ABOUT THIS TASK —
Pull from the data below each line where the word "changes" occurs, and copy it.

MATERIAL TO PROCESS —
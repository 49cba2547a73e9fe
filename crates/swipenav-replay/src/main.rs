//! Scenario replay entry point.

use std::path::PathBuf;
use std::process::ExitCode;

use swipenav_core::Position;
use swipenav_replay::{ReplayError, ReplayResult, Scenario};

fn main() -> ExitCode {
    env_logger::init();

    match replay() {
        Ok(()) => ExitCode::SUCCESS,
        Err(e) => {
            log::error!("{}", e);
            eprintln!("{}", e);
            ExitCode::FAILURE
        }
    }
}

fn replay() -> ReplayResult<()> {
    let path = std::env::args_os()
        .nth(1)
        .map(PathBuf::from)
        .ok_or(ReplayError::Usage)?;

    log::info!("Replaying {:?}", path);
    let scenario = Scenario::load(&path)?;
    let report = swipenav_replay::run(&scenario)?;

    println!("{}", serde_json::to_string_pretty(&report)?);
    if !Position::ALL
        .into_iter()
        .any(|p| swipenav_replay::shows(&report, p))
    {
        log::warn!("Scenario ended mid-drag at {:?}", report.offset);
    }
    Ok(())
}
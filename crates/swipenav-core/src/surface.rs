//! Owner-held mapping from position to surface handle.
//!
//! The navigator never stores surfaces itself. It only knows which positions
//! are occupied and which one is in view; the owner resolves that position to
//! whatever handle it uses for its content (a view id, a widget, a window).

use crate::geometry::Position;
use crate::navigator::SurfaceQuery;

/// Surface handles for the five slots. The center is always occupied.
#[derive(Debug, Clone)]
pub struct SurfaceSlots<S> {
    center: S,
    auxiliary: [Option<S>; 4],
}

impl<S> SurfaceSlots<S> {
    /// Create slots with only a center surface.
    pub fn new(center: S) -> Self {
        Self {
            center,
            auxiliary: [None, None, None, None],
        }
    }

    fn aux_index(position: Position) -> Option<usize> {
        position.index().checked_sub(1)
    }

    /// The center surface.
    pub fn center(&self) -> &S {
        &self.center
    }

    /// Surface at `position`, if one is registered.
    pub fn get(&self, position: Position) -> Option<&S> {
        match Self::aux_index(position) {
            None => Some(&self.center),
            Some(i) => self.auxiliary[i].as_ref(),
        }
    }

    /// Whether a surface is registered at `position`.
    pub fn is_occupied(&self, position: Position) -> bool {
        self.get(position).is_some()
    }

    /// Put `surface` into an auxiliary slot, returning the previous one.
    ///
    /// The center slot is fixed; for `Position::Center` the given surface is
    /// handed straight back and nothing changes.
    pub fn replace(&mut self, position: Position, surface: Option<S>) -> Option<S> {
        match Self::aux_index(position) {
            None => surface,
            Some(i) => std::mem::replace(&mut self.auxiliary[i], surface),
        }
    }

    /// Swap the center surface, returning the old one.
    pub fn replace_center(&mut self, surface: S) -> S {
        std::mem::replace(&mut self.center, surface)
    }

    /// The surface currently at rest in view, resolved through `query`.
    pub fn active(&self, query: &impl SurfaceQuery) -> Option<&S> {
        Position::ALL
            .into_iter()
            .find(|&p| query.is_active(p))
            .and_then(|p| self.get(p))
    }

    /// Every registered surface with its position.
    pub fn iter(&self) -> impl Iterator<Item = (Position, &S)> {
        Position::ALL
            .into_iter()
            .filter_map(move |p| self.get(p).map(|s| (p, s)))
    }
}
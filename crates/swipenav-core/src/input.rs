//! Pointer stream to pan phase conversion.
//!
//! Hosts that deliver raw pointer events instead of recognized pan phases
//! feed them through [`PanRecognizer`], which emits the incremental
//! Begin/Changed/Ended sequence the gesture tracker expects.

use kurbo::{Point, Vec2};
use serde::{Deserialize, Serialize};

use crate::gesture::PanEvent;

/// Single-pointer event from the host.
#[derive(Debug, Clone, Copy, PartialEq, Serialize, Deserialize)]
#[serde(rename_all = "snake_case")]
pub enum PointerEvent {
    Down { position: Point },
    Move { position: Point },
    Up { position: Point },
    /// The host took the pointer away (e.g. a system gesture).
    Cancel,
}

/// Turns pointer events into pan phases.
#[derive(Debug, Clone, Default)]
pub struct PanRecognizer {
    /// Travel required before a pan begins.
    slop: f64,
    /// Where the pointer went down.
    press: Option<Point>,
    /// Last position reported as part of a pan.
    last: Option<Point>,
    /// Whether Begin has been emitted for the current press.
    panning: bool,
}

impl PanRecognizer {
    /// Create a recognizer with the given slop distance.
    pub fn new(slop: f64) -> Self {
        Self {
            slop,
            ..Self::default()
        }
    }

    /// Whether a pan is in progress.
    pub fn is_panning(&self) -> bool {
        self.panning
    }

    /// Feed a pointer event, returning the pan phases it produces.
    pub fn handle(&mut self, event: PointerEvent) -> Vec<PanEvent> {
        match event {
            PointerEvent::Down { position } => {
                if self.press.is_none() {
                    self.press = Some(position);
                    self.last = Some(position);
                    self.panning = false;
                }
                Vec::new()
            }
            PointerEvent::Move { position } => self.track(position),
            PointerEvent::Up { position } => {
                let mut events = self.track(position);
                if self.panning {
                    events.push(PanEvent::Ended);
                }
                self.clear();
                events
            }
            PointerEvent::Cancel => {
                let was_panning = self.panning;
                self.clear();
                if was_panning {
                    vec![PanEvent::Other]
                } else {
                    Vec::new()
                }
            }
        }
    }

    fn track(&mut self, position: Point) -> Vec<PanEvent> {
        let (Some(press), Some(last)) = (self.press, self.last) else {
            return Vec::new();
        };

        if !self.panning {
            let travel = position - press;
            if travel == Vec2::ZERO || travel.hypot() < self.slop {
                return Vec::new();
            }
            self.panning = true;
            self.last = Some(position);
            return vec![PanEvent::Begin, PanEvent::Changed(travel)];
        }

        let delta = position - last;
        if delta == Vec2::ZERO {
            return Vec::new();
        }
        self.last = Some(position);
        vec![PanEvent::Changed(delta)]
    }

    fn clear(&mut self) {
        self.press = None;
        self.last = None;
        self.panning = false;
    }
}
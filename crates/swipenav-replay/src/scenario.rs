//! Scenario files.

use std::path::Path;

use kurbo::Vec2;
use serde::{Deserialize, Serialize};
use swipenav_core::{NavigatorConfig, PanEvent, PointerEvent, Position};
use thiserror::Error;

/// Replay errors.
#[derive(Debug, Error)]
pub enum ReplayError {
    #[error("IO error: {0}")]
    Io(#[from] std::io::Error),
    #[error("Scenario parse error: {0}")]
    Parse(#[from] serde_json::Error),
    #[error("Navigator error at step {step}: {source}")]
    Navigator {
        step: usize,
        #[source]
        source: swipenav_core::NavigatorError,
    },
    #[error("Usage: swipenav-replay <scenario.json>")]
    Usage,
}

/// Result type for replay operations.
pub type ReplayResult<T> = Result<T, ReplayError>;

/// A scripted session against one navigator.
#[derive(Debug, Clone, Serialize, Deserialize)]
pub struct Scenario {
    #[serde(default)]
    pub config: NavigatorConfig,
    pub width: f64,
    pub height: f64,
    /// Resting displacement of the center surface.
    #[serde(default)]
    pub center_rest: Vec2,
    /// Auxiliary positions that get a surface before the first step.
    #[serde(default)]
    pub surfaces: Vec<Position>,
    /// Registered positions whose drag flag starts off.
    #[serde(default)]
    pub disabled: Vec<Position>,
    pub steps: Vec<Step>,
}

/// One scripted input.
#[derive(Debug, Clone, PartialEq, Serialize, Deserialize)]
#[serde(rename_all = "snake_case")]
pub enum Step {
    Pan(PanEvent),
    Pointer(PointerEvent),
    Activate(Position),
    Done,
    Resize { width: f64, height: f64 },
    SetEnabled { position: Position, enabled: bool },
    Attach { position: Position, name: Option<String> },
}

impl Scenario {
    /// Parse a scenario from JSON text.
    pub fn from_json(text: &str) -> ReplayResult<Self> {
        Ok(serde_json::from_str(text)?)
    }

    /// Read and parse a scenario file.
    pub fn load(path: &Path) -> ReplayResult<Self> {
        let text = std::fs::read_to_string(path)?;
        Self::from_json(&text)
    }
}
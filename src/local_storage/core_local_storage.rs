use crate::error::{Result, StoreError};
use rusqlite::{Connection, OpenFlags, ToSql, params};
use std::path::{Path, PathBuf};
use tracing::debug;

/// Addresses one SQLite file. Holds nothing but the path: every call opens
/// its own connection, which is closed when it goes out of scope.
#[derive(Debug, Clone)]
pub struct CoreLocalStorage {
    db_path: PathBuf,
}

impl CoreLocalStorage {
    pub fn new(db_path: impl AsRef<Path>) -> Self {
        CoreLocalStorage {
            db_path: db_path.as_ref().to_path_buf(),
        }
    }

    pub fn path(&self) -> &Path {
        &self.db_path
    }

    pub fn exists(&self) -> bool {
        self.db_path.exists()
    }

    /// Opens the file for reading and writing. A missing file is an error.
    pub fn get_connection(&self) -> Result<Connection> {
        if !self.exists() {
            return Err(StoreError::DatabaseNotFound(self.db_path.clone()));
        }

        debug!("Opening database. path: {}", self.db_path.display());
        let conn = Connection::open_with_flags(
            &self.db_path,
            OpenFlags::SQLITE_OPEN_READ_WRITE | OpenFlags::SQLITE_OPEN_NO_MUTEX,
        )?;

        Ok(conn)
    }

    /// Opens the file, creating an empty database when it does not exist yet.
    pub fn open_or_create(&self) -> Result<Connection> {
        debug!("Opening or creating database. path: {}", self.db_path.display());
        let conn = Connection::open(&self.db_path)?;

        Ok(conn)
    }

    /// Runs a `CREATE TABLE IF NOT EXISTS` statement on an open connection.
    pub fn create_table(conn: &Connection, create_statement: &str) -> Result<()> {
        conn.execute(create_statement, [])?;
        Ok(())
    }

    pub fn count(&self, table_name: &str) -> Result<i64> {
        let conn = self.get_connection()?;
        let query = format!("SELECT COUNT(*) FROM {}", table_name);
        let count = conn.query_row(&query, [], |row| row.get(0))?;

        Ok(count)
    }

    pub fn delete_by_column(
        &self,
        table_name: &str,
        column_name: &str,
        value: &dyn ToSql,
    ) -> Result<usize> {
        let conn = self.get_connection()?;
        let query = format!("DELETE FROM {} WHERE {} = ?", table_name, column_name);
        let rows_affected = conn.execute(&query, params![value])?;

        Ok(rows_affected)
    }
}

#[cfg(test)]
mod tests {
    use super::*;
    use tempfile::tempdir;

    #[test]
    fn test_get_connection_requires_existing_file() {
        let dir = tempdir().unwrap();
        let storage = CoreLocalStorage::new(dir.path().join("missing.db"));

        let result = storage.get_connection();

        assert!(matches!(result, Err(StoreError::DatabaseNotFound(_))));
        assert!(!storage.exists());
    }

    #[test]
    fn test_open_or_create_creates_file() -> Result<()> {
        let dir = tempdir().unwrap();
        let storage = CoreLocalStorage::new(dir.path().join("new.db"));

        let conn = storage.open_or_create()?;
        CoreLocalStorage::create_table(&conn, "CREATE TABLE IF NOT EXISTS t (id INTEGER PRIMARY KEY)")?;
        drop(conn);

        assert!(storage.exists());
        assert_eq!(storage.count("t")?, 0);
        Ok(())
    }

    #[test]
    fn test_delete_by_column() -> Result<()> {
        let dir = tempdir().unwrap();
        let storage = CoreLocalStorage::new(dir.path().join("delete.db"));

        let conn = storage.open_or_create()?;
        CoreLocalStorage::create_table(&conn, "CREATE TABLE IF NOT EXISTS t (id INTEGER PRIMARY KEY, v TEXT)")?;
        conn.execute("INSERT INTO t (v) VALUES ('a'), ('b')", [])?;
        drop(conn);

        assert_eq!(storage.delete_by_column("t", "id", &1_i64)?, 1);
        assert_eq!(storage.delete_by_column("t", "id", &1_i64)?, 0);
        assert_eq!(storage.count("t")?, 1);
        Ok(())
    }
}
use crate::error::{Result, StoreError};
use crate::local_storage::core_local_storage::CoreLocalStorage;
use crate::local_storage::part::part_tables::PartTable;
use chrono::Local;
use rusqlite::{Connection, Row, params};
use serde::{Deserialize, Serialize};
use std::path::Path;
use tracing::{debug, info};

/// Format of `date_added`.
pub const DATE_FORMAT: &str = "%Y-%m-%d %H:%M:%S";

/// Current local time rendered in [`DATE_FORMAT`].
pub fn timestamp_now() -> String {
    Local::now().format(DATE_FORMAT).to_string()
}

/// One inventory record as stored.
#[derive(Debug, Clone, PartialEq, Serialize, Deserialize)]
pub struct Part {
    pub id: i64,
    pub name: String,
    pub part_number: Option<String>,
    pub quantity: i64,
    pub price: f64,
    pub supplier: String,
    pub description: String,
    pub date_added: String,
}

impl Part {
    /// The replaceable fields of this part.
    pub fn to_draft(&self) -> PartDraft {
        PartDraft {
            name: self.name.clone(),
            part_number: self.part_number.clone(),
            quantity: self.quantity,
            price: self.price,
            supplier: self.supplier.clone(),
            description: self.description.clone(),
        }
    }

    // Row layout follows `PartTable::columns`.
    fn from_row(row: &Row) -> rusqlite::Result<Self> {
        Ok(Part {
            id: row.get(0)?,
            name: row.get(1)?,
            part_number: row.get(2)?,
            quantity: row.get::<_, Option<i64>>(3)?.unwrap_or_default(),
            price: row.get::<_, Option<f64>>(4)?.unwrap_or_default(),
            supplier: row.get::<_, Option<String>>(5)?.unwrap_or_default(),
            description: row.get::<_, Option<String>>(6)?.unwrap_or_default(),
            date_added: row.get::<_, Option<String>>(7)?.unwrap_or_default(),
        })
    }
}

/// A part without `id` and `date_added`: the values of an insert or the
/// replacement values of an update.
#[derive(Debug, Clone, Default, PartialEq, Serialize, Deserialize)]
pub struct PartDraft {
    pub name: String,
    pub part_number: Option<String>,
    pub quantity: i64,
    pub price: f64,
    pub supplier: String,
    pub description: String,
}

impl PartDraft {
    /// An empty `part_number` means the part has none.
    pub fn new(
        name: impl Into<String>,
        part_number: impl Into<String>,
        quantity: i64,
        price: f64,
        supplier: impl Into<String>,
        description: impl Into<String>,
    ) -> Self {
        let part_number = part_number.into();
        PartDraft {
            name: name.into(),
            part_number: (!part_number.is_empty()).then_some(part_number),
            quantity,
            price,
            supplier: supplier.into(),
            description: description.into(),
        }
    }

    /// The part number as it is written to the table.
    pub fn part_number(&self) -> Option<&str> {
        self.part_number.as_deref().filter(|value| !value.is_empty())
    }

    fn validate(&self) -> Result<()> {
        if self.name.is_empty() {
            return Err(StoreError::EmptyName);
        }
        // NaN would be stored as NULL and read back as zero.
        if !self.price.is_finite() {
            return Err(StoreError::InvalidPrice(self.price));
        }
        Ok(())
    }
}

/// CRUD and search over the `parts` table of one database file.
#[derive(Debug, Clone)]
pub struct PartLocalStorage {
    core_storage: CoreLocalStorage,
}

impl PartLocalStorage {
    pub fn new(db_path: impl AsRef<Path>) -> Self {
        PartLocalStorage {
            core_storage: CoreLocalStorage::new(db_path),
        }
    }

    pub fn path(&self) -> &Path {
        self.core_storage.path()
    }

    /// Creates a new database file with an empty parts table. Refuses to
    /// touch a file that already exists.
    pub fn create_database(&self) -> Result<()> {
        if self.core_storage.exists() {
            return Err(StoreError::DatabaseExists(self.path().to_path_buf()));
        }

        self.ensure_schema()?;
        info!("Created database. path: {}", self.path().display());
        Ok(())
    }

    /// Opens an existing database file and makes sure it has a parts table.
    pub fn open_database(&self) -> Result<()> {
        if !self.core_storage.exists() {
            return Err(StoreError::DatabaseNotFound(self.path().to_path_buf()));
        }

        self.ensure_schema()?;
        info!("Opened database. path: {}", self.path().display());
        Ok(())
    }

    /// Creates the parts table if it is absent. An existing table is left
    /// alone whatever its shape.
    pub fn ensure_schema(&self) -> Result<()> {
        self.open_verified()?;
        Ok(())
    }

    fn open_verified(&self) -> Result<Connection> {
        let conn = self.core_storage.open_or_create()?;
        CoreLocalStorage::create_table(&conn, &PartTable::create_table())?;
        Ok(conn)
    }

    /// Inserts a part with an explicit creation timestamp and returns its id.
    pub fn insert(&self, draft: &PartDraft, date_added: &str) -> Result<i64> {
        draft.validate()?;

        let conn = self.core_storage.get_connection()?;
        let query = format!(
            "INSERT INTO {} ({}, {}, {}, {}, {}, {}, {}) VALUES (?, ?, ?, ?, ?, ?, ?)",
            PartTable::TABLE_NAME,
            PartTable::COLUMN_NAME,
            PartTable::COLUMN_PART_NUMBER,
            PartTable::COLUMN_QUANTITY,
            PartTable::COLUMN_PRICE,
            PartTable::COLUMN_SUPPLIER,
            PartTable::COLUMN_DESCRIPTION,
            PartTable::COLUMN_DATE_ADDED
        );

        conn.execute(
            &query,
            params![
                draft.name,
                draft.part_number(),
                draft.quantity,
                draft.price,
                draft.supplier,
                draft.description,
                date_added
            ],
        )
        .map_err(|err| StoreError::from_write(err, draft.part_number()))?;

        let id = conn.last_insert_rowid();
        info!("Inserted part. id: {}, name: '{}'", id, draft.name);
        Ok(id)
    }

    /// Inserts a part stamped with the current time.
    pub fn save_part(&self, draft: &PartDraft) -> Result<i64> {
        self.insert(draft, &timestamp_now())
    }

    /// Replaces every field of part `id` except `id` and `date_added`.
    /// Updating an id that does not exist changes nothing and succeeds.
    pub fn update(&self, id: i64, draft: &PartDraft) -> Result<()> {
        draft.validate()?;

        let conn = self.core_storage.get_connection()?;
        let query = format!(
            "UPDATE {} SET {} = ?, {} = ?, {} = ?, {} = ?, {} = ?, {} = ? WHERE {} = ?",
            PartTable::TABLE_NAME,
            PartTable::COLUMN_NAME,
            PartTable::COLUMN_PART_NUMBER,
            PartTable::COLUMN_QUANTITY,
            PartTable::COLUMN_PRICE,
            PartTable::COLUMN_SUPPLIER,
            PartTable::COLUMN_DESCRIPTION,
            PartTable::COLUMN_ID
        );

        let rows_affected = conn
            .execute(
                &query,
                params![
                    draft.name,
                    draft.part_number(),
                    draft.quantity,
                    draft.price,
                    draft.supplier,
                    draft.description,
                    id
                ],
            )
            .map_err(|err| StoreError::from_write(err, draft.part_number()))?;

        info!("Updated part. id: {}, rows: {}", id, rows_affected);
        Ok(())
    }

    /// Removes part `id`. A missing id is not an error.
    pub fn delete(&self, id: i64) -> Result<()> {
        let rows_affected =
            self.core_storage
                .delete_by_column(PartTable::TABLE_NAME, PartTable::COLUMN_ID, &id)?;

        info!("Deleted part. id: {}, rows: {}", id, rows_affected);
        Ok(())
    }

    pub fn get(&self, id: i64) -> Result<Option<Part>> {
        let conn = self.core_storage.get_connection()?;
        let query = format!(
            "SELECT {} FROM {} WHERE {} = ?",
            PartTable::columns(),
            PartTable::TABLE_NAME,
            PartTable::COLUMN_ID
        );

        let mut stmt = conn.prepare(&query)?;
        let mut rows = stmt.query_map(params![id], Part::from_row)?;

        match rows.next() {
            Some(part) => Ok(Some(part?)),
            None => Ok(None),
        }
    }

    pub fn count(&self) -> Result<i64> {
        self.core_storage.count(PartTable::TABLE_NAME)
    }

    /// Every part, by ascending id.
    pub fn list_all(&self) -> Result<Vec<Part>> {
        let conn = self.open_verified()?;
        let query = format!(
            "SELECT {} FROM {} ORDER BY {} ASC",
            PartTable::columns(),
            PartTable::TABLE_NAME,
            PartTable::COLUMN_ID
        );

        let mut stmt = conn.prepare(&query)?;
        let rows = stmt.query_map([], Part::from_row)?;

        let mut parts = Vec::new();
        for row in rows {
            parts.push(row?);
        }

        debug!("Listed parts. count: {}", parts.len());
        Ok(parts)
    }

    /// Parts whose name, part number or description contains `term`, by
    /// ascending id. Matching is SQLite `LIKE`: ASCII letters compare without
    /// case, everything else exactly. An empty term lists every part.
    pub fn search(&self, term: &str) -> Result<Vec<Part>> {
        if term.is_empty() {
            return self.list_all();
        }

        let conn = self.open_verified()?;
        let query = format!(
            r"SELECT {columns} FROM {table}
              WHERE {name} LIKE ?1 ESCAPE '\'
                 OR {part_number} LIKE ?1 ESCAPE '\'
                 OR {description} LIKE ?1 ESCAPE '\'
              ORDER BY {id} ASC",
            columns = PartTable::columns(),
            table = PartTable::TABLE_NAME,
            name = PartTable::COLUMN_NAME,
            part_number = PartTable::COLUMN_PART_NUMBER,
            description = PartTable::COLUMN_DESCRIPTION,
            id = PartTable::COLUMN_ID
        );

        let mut stmt = conn.prepare(&query)?;
        let rows = stmt.query_map(params![like_pattern(term)], Part::from_row)?;

        let mut parts = Vec::new();
        for row in rows {
            parts.push(row?);
        }

        debug!("Searched parts. term: '{}', count: {}", term, parts.len());
        Ok(parts)
    }
}

/// Wraps `term` in `%` wildcards, escaping the LIKE metacharacters it contains.
fn like_pattern(term: &str) -> String {
    let mut pattern = String::with_capacity(term.len() + 2);
    pattern.push('%');
    for c in term.chars() {
        if matches!(c, '%' | '_' | '\\') {
            pattern.push('\\');
        }
        pattern.push(c);
    }
    pattern.push('%');
    pattern
}
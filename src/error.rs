use std::path::PathBuf;
use thiserror::Error;

/// Failures raised by the parts store.
#[derive(Error, Debug)]
pub enum StoreError {
    #[error("Part number must be unique: '{part_number}' is already in use")]
    UniqueConstraintViolation { part_number: String },

    #[error("Part name must not be empty")]
    EmptyName,

    #[error("Part price must be a finite number, got {0}")]
    InvalidPrice(f64),

    #[error("Database file not found: {}", .0.display())]
    DatabaseNotFound(PathBuf),

    #[error("Database file already exists: {}", .0.display())]
    DatabaseExists(PathBuf),

    #[error("Database error: {0}")]
    Persistence(#[from] rusqlite::Error),
}

impl StoreError {
    /// True for file and schema level failures, as opposed to rejected input.
    pub fn is_persistence(&self) -> bool {
        matches!(
            self,
            StoreError::DatabaseNotFound(_)
                | StoreError::DatabaseExists(_)
                | StoreError::Persistence(_)
        )
    }

    /// Maps a failed write, recognising a collision on the unique part number.
    pub(crate) fn from_write(err: rusqlite::Error, part_number: Option<&str>) -> Self {
        if let (rusqlite::Error::SqliteFailure(failure, _), Some(part_number)) = (&err, part_number) {
            if failure.extended_code == rusqlite::ffi::SQLITE_CONSTRAINT_UNIQUE {
                return StoreError::UniqueConstraintViolation {
                    part_number: part_number.to_string(),
                };
            }
        }

        StoreError::Persistence(err)
    }
}

/// A clipboard line that could not be turned into a part draft.
#[derive(Error, Debug, Clone, PartialEq, Eq)]
#[error("Malformed row: {reason}")]
pub struct MalformedRow {
    pub reason: String,
}

impl MalformedRow {
    pub(crate) fn new(reason: impl Into<String>) -> Self {
        Self {
            reason: reason.into(),
        }
    }
}

pub type Result<T> = std::result::Result<T, StoreError>;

ANSWER SECTION —
    /// handed straight back and nothing changes.
    /// Updating an id that does not exist changes nothing and succeeds.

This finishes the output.